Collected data

//! Configuration management for the Kibana sidecar.
//!
//! This crate provides types and loaders for the sidecar's connection,
//! watch and logging settings, sourced from environment variables and an
//! optional `.env` file, plus the default watcher actions file.

pub mod constants;
mod loader;
pub mod types;

pub use loader::{ConfigError, ConfigLoader, DefaultActions, env_var_or_none, load_default_actions};
pub use types::{
    Config, ConnectionConfig, Credentials, LogFormat, LoggingConfig, NamespaceScope, WatchConfig,
};
//! Kibana sidecar entry point.
//!
//! Responsibilities:
//! - Load configuration from `.env`, the environment and flags.
//! - Initialize logging, tracing and the optional metrics exporter.
//! - Probe Elasticsearch once, then run the ConfigMap watch until a
//!   termination signal arrives.
//!
//! Does NOT handle:
//! - Reconciliation logic (see [`kibana_sidecar::reconcile`]).
//!
//! Invariants:
//! - `load_dotenv()` is called BEFORE flag parsing.
//! - Any startup failure exits with status 1; once the watch runs, the
//!   process only stops on SIGINT or SIGTERM.

mod args;

use std::time::Duration;

use anyhow::{Context, Result};
use args::Cli;
use clap::Parser;
use kibana_sidecar::{KubeEventSource, Reconciler, SyncContext};
use sidecar_client::{ElasticClient, MetricsCollector, MetricsExporter, TelemetryConfig};
use sidecar_config::{Config, ConfigLoader, load_default_actions};
use tracing::{error, info};

const EXIT_FAILURE: i32 = 1;

#[tokio::main]
async fn main() {
    if let Err(e) = ConfigLoader::new().load_dotenv() {
        eprintln!("Failed to load environment: {}", e);
        std::process::exit(EXIT_FAILURE);
    }

    let cli = Cli::parse();

    let config = match build_config(&cli) {
        Ok(c) => c,
        Err(e) => {
            eprintln!("Failed to build configuration: {:#}", e);
            std::process::exit(EXIT_FAILURE);
        }
    };

    let telemetry = match TelemetryConfig::from_logging(&config.logging).init() {
        Ok(guard) => guard,
        Err(e) => {
            eprintln!("Failed to initialize logging: {}", e);
            std::process::exit(EXIT_FAILURE);
        }
    };

    let code = match run(config).await {
        Ok(()) => 0,
        Err(e) => {
            error!(error = %format!("{:#}", e), "Sidecar failed to start");
            EXIT_FAILURE
        }
    };

    telemetry.shutdown();
    std::process::exit(code);
}

fn build_config(cli: &Cli) -> Result<Config> {
    let mut loader = ConfigLoader::new()
        .from_env()
        .context("Failed to load configuration from environment")?;

    if let Some(ref label) = cli.label {
        loader = loader.with_label(label.clone());
    }
    if let Some(ref label) = cli.generate_id_label {
        loader = loader.with_generate_id_label(label.clone());
    }
    if let Some(ref url) = cli.kibana_base_url {
        loader = loader.with_kibana_base_url(url.clone());
    }
    if let Some(ref url) = cli.elasticsearch_base_url {
        loader = loader.with_elasticsearch_base_url(url.clone());
    }
    if let Some(ref namespace) = cli.namespace {
        loader = loader.with_namespace(namespace.clone());
    }
    if let Some(ref path) = cli.default_actions {
        loader = loader.with_default_actions_path(path.clone());
    }
    if let Some(secs) = cli.timeout {
        loader = loader.with_timeout(Duration::from_secs(secs));
    }
    if let Some(retries) = cli.max_retries {
        loader = loader.with_max_retries(retries);
    }
    if let Some(secs) = cli.watch_retry_interval {
        loader = loader.with_watch_retry_interval(Duration::from_secs(secs));
    }
    if cli.skip_verify {
        loader = loader.with_skip_verify(true);
    }
    if let Some(ref level) = cli.log_level {
        loader = loader.with_log_level(level.clone());
    }
    if let Some(format) = cli.log_format {
        loader = loader.with_log_format(format);
    }
    if let Some(ref bind) = cli.metrics_bind {
        loader = loader.with_metrics_bind(bind.clone());
    }
    if let Some(ref endpoint) = cli.otlp_endpoint {
        loader = loader.with_otlp_endpoint(endpoint.clone());
    }

    loader.build().context("Invalid configuration")
}

async fn run(config: Config) -> Result<()> {
    let _metrics_exporter = match config.logging.metrics_bind {
        Some(ref bind) => {
            let exporter = MetricsExporter::install(bind)
                .with_context(|| format!("Failed to start metrics exporter on {}", bind))?;
            info!(bind = %exporter.bind_addr(), "Metrics exporter started");
            Some(exporter)
        }
        None => None,
    };
    let metrics = if config.logging.metrics_bind.is_some() {
        MetricsCollector::new()
    } else {
        MetricsCollector::disabled()
    };

    let default_actions = load_default_actions(config.default_actions_path.as_deref())
        .context("Failed to load default watcher actions")?;

    let client = ElasticClient::builder()
        .from_config(&config)
        .metrics(metrics.clone())
        .build()
        .context("Failed to build Kibana/Elasticsearch client")?;

    let (version, watcher_api) = client
        .detect_watcher_api()
        .await
        .context("Failed to determine Elasticsearch version")?;
    info!(version = %version.number(), api = ?watcher_api, "Selected watcher API");

    let kube = kube::Client::try_default()
        .await
        .context("Failed to create Kubernetes client")?;
    let source = KubeEventSource::new(kube, &config.watch.namespace);

    let ctx = SyncContext::new(&config, watcher_api, default_actions, client).with_metrics(metrics);
    let reconciler = Reconciler::new(ctx);

    info!(label = %config.watch.label, namespace = %config.watch.namespace, "Starting ConfigMap watch");
    reconciler.run(&source, shutdown_signal()).await;
    info!("Sidecar stopped");
    Ok(())
}

/// Resolves on SIGINT or, on Unix, SIGTERM.
async fn shutdown_signal() {
    let ctrl_c = async {
        if let Err(e) = tokio::signal::ctrl_c().await {
            error!(error = %e, "Failed to listen for Ctrl+C");
            std::future::pending::<()>().await;
        }
    };

    #[cfg(unix)]
    let terminate = async {
        match tokio::signal::unix::signal(tokio::signal::unix::SignalKind::terminate()) {
            Ok(mut signal) => {
                signal.recv().await;
            }
            Err(e) => {
                error!(error = %e, "Failed to listen for SIGTERM");
                std::future::pending::<()>().await;
            }
        }
    };

    #[cfg(not(unix))]
    let terminate = std::future::pending::<()>();

    tokio::select! {
        _ = ctrl_c => info!("Received SIGINT"),
        _ = terminate => info!("Received SIGTERM"),
    }
}
//! Title-derived ids and cross-reference rewriting.
//!
//! Responsibilities:
//! - Derive stable ids from human titles ([`generate_id`]).
//! - Track old -> new id substitutions for one event ([`IdRewriteMap`]).
//! - Apply those substitutions to a serialized batch ([`rewrite_references`]).
//!
//! Invariants:
//! - `generate_id` is pure; the same title always yields the same id, which
//!   keeps re-syncs of an unchanged ConfigMap idempotent upstream.
//! - Rewriting is textual over the serialized batch. References hide inside
//!   string-encoded JSON (e.g. `panelsJSON`), so a structural walk would miss
//!   them. Both the quoted form and the once-escaped quoted form are replaced.

use serde_json::Value;
use tracing::{debug, warn};

/// Derive an id from a title.
///
/// Lower-cases the title, then replaces every character outside
/// `[a-z-_0-9*]` with `_`.
pub fn generate_id(title: &str) -> String {
    title
        .to_lowercase()
        .chars()
        .map(|c| match c {
            'a'..='z' | '0'..='9' | '-' | '_' | '*' => c,
            _ => '_',
        })
        .collect()
}

/// Old -> new id substitutions collected while transforming one event.
///
/// Keys are unique; recording an old id twice keeps the latest target.
/// Substitutions are applied in the order old ids were first seen.
#[derive(Debug, Clone, Default, PartialEq, Eq)]
pub struct IdRewriteMap {
    entries: Vec<(String, String)>,
}

impl IdRewriteMap {
    pub fn new() -> Self {
        Self::default()
    }

    /// Record that `old_id` is now `new_id`.
    ///
    /// Empty old ids and identity mappings are ignored. Two different old ids
    /// landing on the same new id are kept but logged, since both objects
    /// will overwrite each other upstream.
    pub fn record(&mut self, old_id: &str, new_id: &str) {
        if old_id.is_empty() || old_id == new_id {
            return;
        }

        if let Some((other, _)) = self
            .entries
            .iter()
            .find(|(old, new)| new == new_id && old != old_id)
        {
            warn!(
                new_id,
                old_id,
                colliding_old_id = %other,
                "Generated id collides with another object's generated id"
            );
        }

        match self.entries.iter_mut().find(|(old, _)| old == old_id) {
            Some(entry) => entry.1 = new_id.to_string(),
            None => self.entries.push((old_id.to_string(), new_id.to_string())),
        }
    }

    /// New id recorded for `old_id`, if any.
    pub fn get(&self, old_id: &str) -> Option<&str> {
        self.entries
            .iter()
            .find(|(old, _)| old == old_id)
            .map(|(_, new)| new.as_str())
    }

    pub fn len(&self) -> usize {
        self.entries.len()
    }

    pub fn is_empty(&self) -> bool {
        self.entries.is_empty()
    }

    pub fn iter(&self) -> impl Iterator<Item = (&str, &str)> {
        self.entries.iter().map(|(o, n)| (o.as_str(), n.as_str()))
    }
}

/// JSON encoding of `id` as a string literal, quotes included.
fn quoted(id: &str) -> String {
    Value::String(id.to_string()).to_string()
}

/// The quoted form as it appears inside another JSON string, e.g. `\"abc\"`.
fn escaped_quoted(id: &str) -> String {
    let outer = Value::String(quoted(id)).to_string();
    outer[1..outer.len() - 1].to_string()
}

/// Replace every reference to a rewritten id throughout `batch`.
///
/// The batch is serialized, each `"old"` and `\"old\"` occurrence is replaced
/// by the matching form of the new id, and the result is parsed back.
///
/// # Errors
///
/// Returns the parse error if substitution produced invalid JSON. With ids
/// produced by [`generate_id`] this cannot happen.
pub fn rewrite_references(
    map: &IdRewriteMap,
    batch: Vec<Value>,
) -> Result<Vec<Value>, serde_json::Error> {
    if map.is_empty() {
        return Ok(batch);
    }

    let mut serialized = serde_json::to_string(&batch)?;
    for (old_id, new_id) in map.iter() {
        debug!(old_id, new_id, "Replacing references");
        serialized = serialized
            .replace(&quoted(old_id), &quoted(new_id))
            .replace(&escaped_quoted(old_id), &escaped_quoted(new_id));
    }
    serde_json::from_str(&serialized)
}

— Goal of the exercise —
From the records given above, copy all lines containing "each".

— Your response —
    /// will overwrite each other upstream.
/// The batch is serialized, each `"old"` and `\"old\"` occurrence is replaced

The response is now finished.